**Exercise:** The listing must be reproduced in full, exactly as it stands.

**Given records:**

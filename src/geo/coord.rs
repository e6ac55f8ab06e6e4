//! Geographic and screen coordinate types.

use geo_types::Coord;
use serde::{Deserialize, Serialize};
use std::fmt;

/// A WGS84 position in degrees, serialized as `[longitude, latitude]`.
#[derive(Debug, Clone, Copy, PartialEq, Serialize, Deserialize)]
#[serde(from = "[f64; 2]", into = "[f64; 2]")]
pub struct Coordinate {
    pub lon: f64,
    pub lat: f64,
}

impl Coordinate {
    pub const fn new(lon: f64, lat: f64) -> Self {
        Self { lon, lat }
    }

    /// True when both components are finite and within WGS84 ranges.
    pub fn is_valid(&self) -> bool {
        self.lon.is_finite()
            && self.lat.is_finite()
            && (-180.0..=180.0).contains(&self.lon)
            && (-90.0..=90.0).contains(&self.lat)
    }

    /// Rounds both components to `decimals` places.
    pub fn rounded(&self, decimals: u32) -> Self {
        Self {
            lon: round_to(self.lon, decimals),
            lat: round_to(self.lat, decimals),
        }
    }
}

impl From<[f64; 2]> for Coordinate {
    fn from([lon, lat]: [f64; 2]) -> Self {
        Self { lon, lat }
    }
}

impl From<Coordinate> for [f64; 2] {
    fn from(c: Coordinate) -> Self {
        [c.lon, c.lat]
    }
}

impl From<Coord<f64>> for Coordinate {
    fn from(c: Coord<f64>) -> Self {
        Self { lon: c.x, lat: c.y }
    }
}

impl From<Coordinate> for Coord<f64> {
    fn from(c: Coordinate) -> Self {
        Coord { x: c.lon, y: c.lat }
    }
}

impl fmt::Display for Coordinate {
    fn fmt(&self, f: &mut fmt::Formatter<'_>) -> fmt::Result {
        write!(f, "({:.5}, {:.5})", self.lon, self.lat)
    }
}

/// A position on screen in logical pixels, origin at the top-left.
#[derive(Debug, Clone, Copy, PartialEq, Default)]
pub struct ScreenPoint {
    pub x: f32,
    pub y: f32,
}

impl ScreenPoint {
    pub const fn new(x: f32, y: f32) -> Self {
        Self { x, y }
    }
}

/// A width/height pair in logical pixels.
#[derive(Debug, Clone, Copy, PartialEq, Default)]
pub struct ScreenSize {
    pub w: f32,
    pub h: f32,
}

impl ScreenSize {
    pub const fn new(w: f32, h: f32) -> Self {
        Self { w, h }
    }

    pub fn is_empty(&self) -> bool {
        self.w <= 0.0 || self.h <= 0.0
    }
}

/// Rounds `value` to `decimals` places, half away from zero.
pub fn round_to(value: f64, decimals: u32) -> f64 {
    let factor = 10f64.powi(decimals as i32);
    (value * factor).round() / factor
}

**Written solution:**
filename src/geo/coord.rs
repository e6ac55f8ab06e6e4
//! Geographic and screen coordinate types.

use geo_types::Coord;
use serde::{Deserialize, Serialize};
use std::fmt;

/// A WGS84 position in degrees, serialized as `[longitude, latitude]`.
#[derive(Debug, Clone, Copy, PartialEq, Serialize, Deserialize)]
#[serde(from = "[f64; 2]", into = "[f64; 2]")]
pub struct Coordinate {
    pub lon: f64,
    pub lat: f64,
}

impl Coordinate {
    pub const fn new(lon: f64, lat: f64) -> Self {
        Self { lon, lat }
    }

    /// True when both components are finite and within WGS84 ranges.
    pub fn is_valid(&self) -> bool {
        self.lon.is_finite()
            && self.lat.is_finite()
            && (-180.0..=180.0).contains(&self.lon)
            && (-90.0..=90.0).contains(&self.lat)
    }

    /// Rounds both components to `decimals` places.
    pub fn rounded(&self, decimals: u32) -> Self {
        Self {
            lon: round_to(self.lon, decimals),
            lat: round_to(self.lat, decimals),
        }
    }
}

impl From<[f64; 2]> for Coordinate {
    fn from([lon, lat]: [f64; 2]) -> Self {
        Self { lon, lat }
    }
}

impl From<Coordinate> for [f64; 2] {
    fn from(c: Coordinate) -> Self {
        [c.lon, c.lat]
    }
}

impl From<Coord<f64>> for Coordinate {
    fn from(c: Coord<f64>) -> Self {
        Self { lon: c.x, lat: c.y }
    }
}

impl From<Coordinate> for Coord<f64> {
    fn from(c: Coordinate) -> Self {
        Coord { x: c.lon, y: c.lat }
    }
}

impl fmt::Display for Coordinate {
    fn fmt(&self, f: &mut fmt::Formatter<'_>) -> fmt::Result {
        write!(f, "({:.5}, {:.5})", self.lon, self.lat)
    }
}

/// A position on screen in logical pixels, origin at the top-left.
#[derive(Debug, Clone, Copy, PartialEq, Default)]
pub struct ScreenPoint {
    pub x: f32,
    pub y: f32,
}

impl ScreenPoint {
    pub const fn new(x: f32, y: f32) -> Self {
        Self { x, y }
    }
}

/// A width/height pair in logical pixels.
#[derive(Debug, Clone, Copy, PartialEq, Default)]
pub struct ScreenSize {
    pub w: f32,
    pub h: f32,
}

impl ScreenSize {
    pub const fn new(w: f32, h: f32) -> Self {
        Self { w, h }
    }

    pub fn is_empty(&self) -> bool {
        self.w <= 0.0 || self.h <= 0.0
    }
}

/// Rounds `value` to `decimals` places, half away from zero.
pub fn round_to(value: f64, decimals: u32) -> f64 {
    let factor = 10f64.powi(decimals as i32);
    (value * factor).round() / factor
}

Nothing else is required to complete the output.